On 11-11-11 09:07 AM, Jed Rothwell wrote:
> David Roberson wrote:
>
>> You answer is clearly indicated by the temperature readings at T2.  
>> This was very constant.
>
> Yes, of course. It has to be very constant. The pressure did not 
> change, so the steam temperature did not change.
This again!
|For a flow through boiler with constant water flow rate, said rate being 
|fixed independent of the power generation level and output temperature, 
|it's *only* true that steam temperature is fixed by the pressure if the 
|effluent is a mixture of steam and liquid water (whether as entrained 
|droplets or as an actual liquid flow)

There is evidence that some vapor is stored above the water inside the ECAT and 
escaping through the check valve.  
Are you saying that this is not possible?  Have you reviewed the test data in 
detail?

|You can't have it both ways.  Either the steam is dry (complete 
|vaporization), in which case the temperature and pressure of the 
|effluent are independent, or it's not.  Your assertion that the output 
|temperature depends directly on the pressure is a tacit statement that 
|it's not producing dry steam.

Yes, we think this is exactly what is happening.  The steam is not dry. Water 
is buffering it from below.

|Steam behaves as a "magic" gas which disobeys PV=nRT  *only* when it's 
|buffered by liquid water.

> When heat increased, more steam was generated,
|Only if either (a) the effluent was a mixture of steam and water, or (b) 
|the pump rate was increased.  Absent either of these, the mass of steam 
|produced must have been constant.

I have been suspecting that the effluent had a quality of less than 100%.  How 
can we establish exactly what the quality is?
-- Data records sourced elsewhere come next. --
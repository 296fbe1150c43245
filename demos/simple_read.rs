//! Example: Reading data from PLC devices
//!
//! Run with: cargo run --example simple_read
//!
//! This example demonstrates:
//! - Reading words from different soft devices
//! - Type conversions (i16, u32, f32, strings, bits)
//! - Scattered multi-point reads in a single request

use melsec_mc::{ClientConfig, DeviceCode, McClient, SendItem};

fn main() -> melsec_mc::Result<()> {
    // =========================================================================
    // Connect to PLC
    // =========================================================================

    let mut client = McClient::with_config(ClientConfig::new("192.168.10.100", 6000));
    client.connect()?;

    // =========================================================================
    // Reading Words (16-bit values)
    // =========================================================================

    println!("=== Reading Words ===\n");

    // Read a single word from the data register area
    let item = client.read(&SendItem::read(DeviceCode::D, 0, 1))?;
    println!("D0 = {} (0x{:04X})", item.to_u16s()[0], item.to_u16s()[0]);

    // Read five consecutive words
    let item = client.read(&SendItem::read(DeviceCode::D, 100, 5))?;
    println!("D100-D104: {:?}", item.to_u16s());

    // Signed interpretation of the same bytes
    println!("As i16: {:?}", item.to_i16s());

    // =========================================================================
    // Reading Bits
    // =========================================================================

    println!("\n=== Reading Bits ===\n");

    // Relays are read as words and unpacked to bits, 16 per word
    let item = client.read(&SendItem::read(DeviceCode::M, 0, 1))?;
    let bits = item.to_bools();
    println!("M0-M15: {:?}", &bits[..16]);
    for (i, bit) in bits.iter().enumerate() {
        if *bit {
            println!("  M{} is ON", i);
        }
    }

    // =========================================================================
    // Type Conversions
    // =========================================================================

    println!("\n=== Type Conversions ===\n");

    // f32 (REAL) - 2 words
    let temperature = client.read(&SendItem::read(DeviceCode::D, 200, 2))?;
    println!("Temperature (f32 from D200-201): {:.2}", temperature.to_f32s()[0]);

    // f64 (LREAL) - 4 words
    let precise = client.read(&SendItem::read(DeviceCode::D, 210, 4))?;
    println!("Precision value (f64 from D210-213): {:.10}", precise.to_f64s()[0]);

    // i32 (DINT) - 2 words
    let counter = client.read(&SendItem::read(DeviceCode::D, 220, 2))?;
    println!("Counter (i32 from D220-221): {}", counter.to_i32s()[0]);

    // ASCII string - 2 chars per word
    let product = client.read(&SendItem::read(DeviceCode::D, 230, 6))?;
    println!("Product code (string from D230, 6 words): \"{}\"", product.to_text());

    // =========================================================================
    // Multiple Read (Single Request)
    // =========================================================================

    println!("\n=== Multiple Read ===\n");

    // Read scattered addresses in one request (more efficient)
    let items = client.read_many(&[
        SendItem::read(DeviceCode::D, 0, 1),
        SendItem::read(DeviceCode::D, 100, 2),
        SendItem::read(DeviceCode::W, 0x10, 1),
    ])?;

    println!("D0 = {}", items[0].to_u16s()[0]);
    println!("D100 (dword) = {}", items[1].to_u32s()[0]);
    println!("W10 = 0x{:04X}", items[2].to_u16s()[0]);

    client.disconnect()?;
    println!("\nRead example completed!");
    Ok(())
}
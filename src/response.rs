//! Response frame parsing and validation.
//!
//! A 3E response carries the mirrored subheader and access route, a length
//! field covering everything after it, the two-byte end code and the
//! payload. Validation runs in order: prefix, length, end code. The binary
//! payload is returned as received (little-endian); the ASCII payload is hex
//! decoded and then un-swapped word by word.

use crate::codec;
use crate::error::{McError, Result};
use crate::header::{
    response_prefix_ascii, response_prefix_binary, FrameContext, ProtocolFormat,
    ASCII_RESPONSE_PREFIX, BIN_RESPONSE_PREFIX,
};

/// A validated response: end code zero, payload extracted.
#[derive(Debug, Clone, PartialEq, Eq)]
pub(crate) struct McResponse {
    /// Payload bytes in little-endian order.
    pub payload: Vec<u8>,
}

/// Parses and validates a response buffer in the session's wire format.
///
/// `expected_words` is the payload word count the request implies; pass
/// `None` for write responses, which are validated for prefix and end code
/// only.
pub(crate) fn parse_response(
    ctx: &FrameContext,
    buf: &[u8],
    expected_words: Option<u16>,
) -> Result<McResponse> {
    match ctx.format {
        ProtocolFormat::Binary => parse_binary(ctx, buf, expected_words),
        ProtocolFormat::Ascii => parse_ascii(ctx, buf, expected_words),
    }
}

fn parse_binary(ctx: &FrameContext, buf: &[u8], expected_words: Option<u16>) -> Result<McResponse> {
    let prefix = response_prefix_binary(ctx);
    if buf.len() < BIN_RESPONSE_PREFIX + 4 {
        return Err(McError::protocol_mismatch(format!(
            "response of {} bytes is shorter than the 3E header",
            buf.len()
        )));
    }
    if buf[..BIN_RESPONSE_PREFIX] != prefix {
        return Err(McError::protocol_mismatch(format!(
            "expected response prefix {:02X?}, got {:02X?}",
            prefix,
            &buf[..BIN_RESPONSE_PREFIX]
        )));
    }

    let declared = u16::from_le_bytes([buf[7], buf[8]]) as usize;
    let actual = buf.len() - BIN_RESPONSE_PREFIX - 2;
    if declared != actual {
        return Err(McError::length_mismatch(declared, actual));
    }
    if let Some(words) = expected_words {
        let expected = words as usize * 2 + 2;
        if declared != expected {
            return Err(McError::length_mismatch(declared, expected));
        }
    }

    let end_code = u16::from_le_bytes([buf[9], buf[10]]);
    if end_code != 0 {
        return Err(McError::device_error(end_code, buf[11..].to_vec()));
    }

    Ok(McResponse {
        payload: buf[11..].to_vec(),
    })
}

fn parse_ascii(ctx: &FrameContext, buf: &[u8], expected_words: Option<u16>) -> Result<McResponse> {
    let text = std::str::from_utf8(buf)
        .map_err(|_| McError::protocol_mismatch("response is not ASCII text"))?;
    if !text.is_ascii() {
        return Err(McError::protocol_mismatch("response is not ASCII text"));
    }
    let prefix = response_prefix_ascii(ctx);
    if text.len() < ASCII_RESPONSE_PREFIX + 8 {
        return Err(McError::protocol_mismatch(format!(
            "response of {} chars is shorter than the 3E header",
            text.len()
        )));
    }
    if text[..ASCII_RESPONSE_PREFIX] != prefix {
        return Err(McError::protocol_mismatch(format!(
            "expected response prefix \"{}\", got \"{}\"",
            prefix,
            &text[..ASCII_RESPONSE_PREFIX]
        )));
    }

    let declared = usize::from_str_radix(&text[14..18], 16)
        .map_err(|_| McError::protocol_mismatch("length field is not hexadecimal"))?;
    let actual = text.len() - ASCII_RESPONSE_PREFIX - 4;
    if declared != actual {
        return Err(McError::length_mismatch(declared, actual));
    }
    if let Some(words) = expected_words {
        let expected = words as usize * 4 + 4;
        if declared != expected {
            return Err(McError::length_mismatch(declared, expected));
        }
    }

    let end_code = u16::from_str_radix(&text[18..22], 16)
        .map_err(|_| McError::protocol_mismatch("end code is not hexadecimal"))?;
    let payload_text = &text[22..];
    if end_code != 0 {
        return Err(McError::device_error(end_code, payload_text.as_bytes().to_vec()));
    }

    let decoded = codec::hex_to_bytes(payload_text)?;
    Ok(McResponse {
        payload: codec::swap_word_bytes(&decoded),
    })
}

#[cfg(test)]
mod tests {
    use super::*;

    fn ctx(format: ProtocolFormat) -> FrameContext {
        FrameContext {
            format,
            network_no: 0x00,
            pc_no: 0xFF,
            timer_ticks: 16,
        }
    }

    #[test]
    fn test_parse_binary_success() {
        // Two words 0x0001, 0x0002.
        let buf = [
            0xD0, 0x00, 0x00, 0xFF, 0xFF, 0x03, 0x00, 0x06, 0x00, 0x00, 0x00, 0x01, 0x00, 0x02,
            0x00,
        ];
        let resp = parse_response(&ctx(ProtocolFormat::Binary), &buf, Some(2)).unwrap();
        assert_eq!(resp.payload, [0x01, 0x00, 0x02, 0x00]);
    }

    #[test]
    fn test_parse_binary_write_ack() {
        let buf = [0xD0, 0x00, 0x00, 0xFF, 0xFF, 0x03, 0x00, 0x02, 0x00, 0x00, 0x00];
        let resp = parse_response(&ctx(ProtocolFormat::Binary), &buf, None).unwrap();
        assert!(resp.payload.is_empty());
    }

    #[test]
    fn test_parse_binary_bad_prefix() {
        let buf = [0x50, 0x00, 0x00, 0xFF, 0xFF, 0x03, 0x00, 0x02, 0x00, 0x00, 0x00];
        let err = parse_response(&ctx(ProtocolFormat::Binary), &buf, None).unwrap_err();
        assert!(matches!(err, McError::ProtocolMismatch { .. }));
    }

    #[test]
    fn test_parse_binary_length_field_disagrees_with_buffer() {
        let buf = [0xD0, 0x00, 0x00, 0xFF, 0xFF, 0x03, 0x00, 0x04, 0x00, 0x00, 0x00];
        let err = parse_response(&ctx(ProtocolFormat::Binary), &buf, None).unwrap_err();
        assert!(matches!(
            err,
            McError::LengthMismatch {
                declared: 4,
                expected: 2
            }
        ));
    }

    #[test]
    fn test_parse_binary_length_disagrees_with_request() {
        // Buffer is self-consistent but carries one word where two were asked.
        let buf = [
            0xD0, 0x00, 0x00, 0xFF, 0xFF, 0x03, 0x00, 0x04, 0x00, 0x00, 0x00, 0x01, 0x00,
        ];
        let err = parse_response(&ctx(ProtocolFormat::Binary), &buf, Some(2)).unwrap_err();
        assert!(matches!(
            err,
            McError::LengthMismatch {
                declared: 4,
                expected: 6
            }
        ));
    }

    #[test]
    fn test_parse_binary_device_error_with_trailing() {
        let buf = [
            0xD0, 0x00, 0x00, 0xFF, 0xFF, 0x03, 0x00, 0x04, 0x00, 0x59, 0xC0, 0xAB, 0xCD,
        ];
        let err = parse_response(&ctx(ProtocolFormat::Binary), &buf, None).unwrap_err();
        match err {
            McError::DeviceError { end_code, trailing } => {
                assert_eq!(end_code, 0xC059);
                assert_eq!(trailing, [0xAB, 0xCD]);
            }
            other => panic!("expected DeviceError, got {:?}", other),
        }
    }

    #[test]
    fn test_parse_ascii_success_unswaps_words() {
        // Two words 0x0001, 0x0002 -> payload text "00010002".
        let text = format!("D00000FF03FF00{:04X}{:04X}00010002", 12, 0);
        let resp =
            parse_response(&ctx(ProtocolFormat::Ascii), text.as_bytes(), Some(2)).unwrap();
        assert_eq!(resp.payload, [0x01, 0x00, 0x02, 0x00]);
    }

    #[test]
    fn test_parse_ascii_write_ack() {
        let text = "D00000FF03FF0000040000";
        let resp = parse_response(&ctx(ProtocolFormat::Ascii), text.as_bytes(), None).unwrap();
        assert!(resp.payload.is_empty());
    }

    #[test]
    fn test_parse_ascii_bad_prefix() {
        let text = "500000FF03FF0000040000";
        let err = parse_response(&ctx(ProtocolFormat::Ascii), text.as_bytes(), None).unwrap_err();
        assert!(matches!(err, McError::ProtocolMismatch { .. }));
    }

    #[test]
    fn test_parse_ascii_device_error() {
        let text = "D00000FF03FF000004C059";
        let err = parse_response(&ctx(ProtocolFormat::Ascii), text.as_bytes(), None).unwrap_err();
        match err {
            McError::DeviceError { end_code, .. } => assert_eq!(end_code, 0xC059),
            other => panic!("expected DeviceError, got {:?}", other),
        }
    }

    #[test]
    fn test_parse_ascii_length_mismatch() {
        let text = "D00000FF03FF0000080000";
        let err = parse_response(&ctx(ProtocolFormat::Ascii), text.as_bytes(), None).unwrap_err();
        assert!(matches!(err, McError::LengthMismatch { .. }));
    }
}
|In case anybody hasn't gotten it, let me repeat it:  The rate of mass 
|flow *out* of the device is fixed by the *pump* *rate*, not by the power 
|level.  If the stuff coming out is 100% dry steam, then its temperature 
|must depend on the power level, not just on the pressure.

You may need to smack us a few more times before we realize your point.
The pump input flow rate depends upon pressure within the ECAT as a 
complicating issue.  This is not quite as simple as you imply.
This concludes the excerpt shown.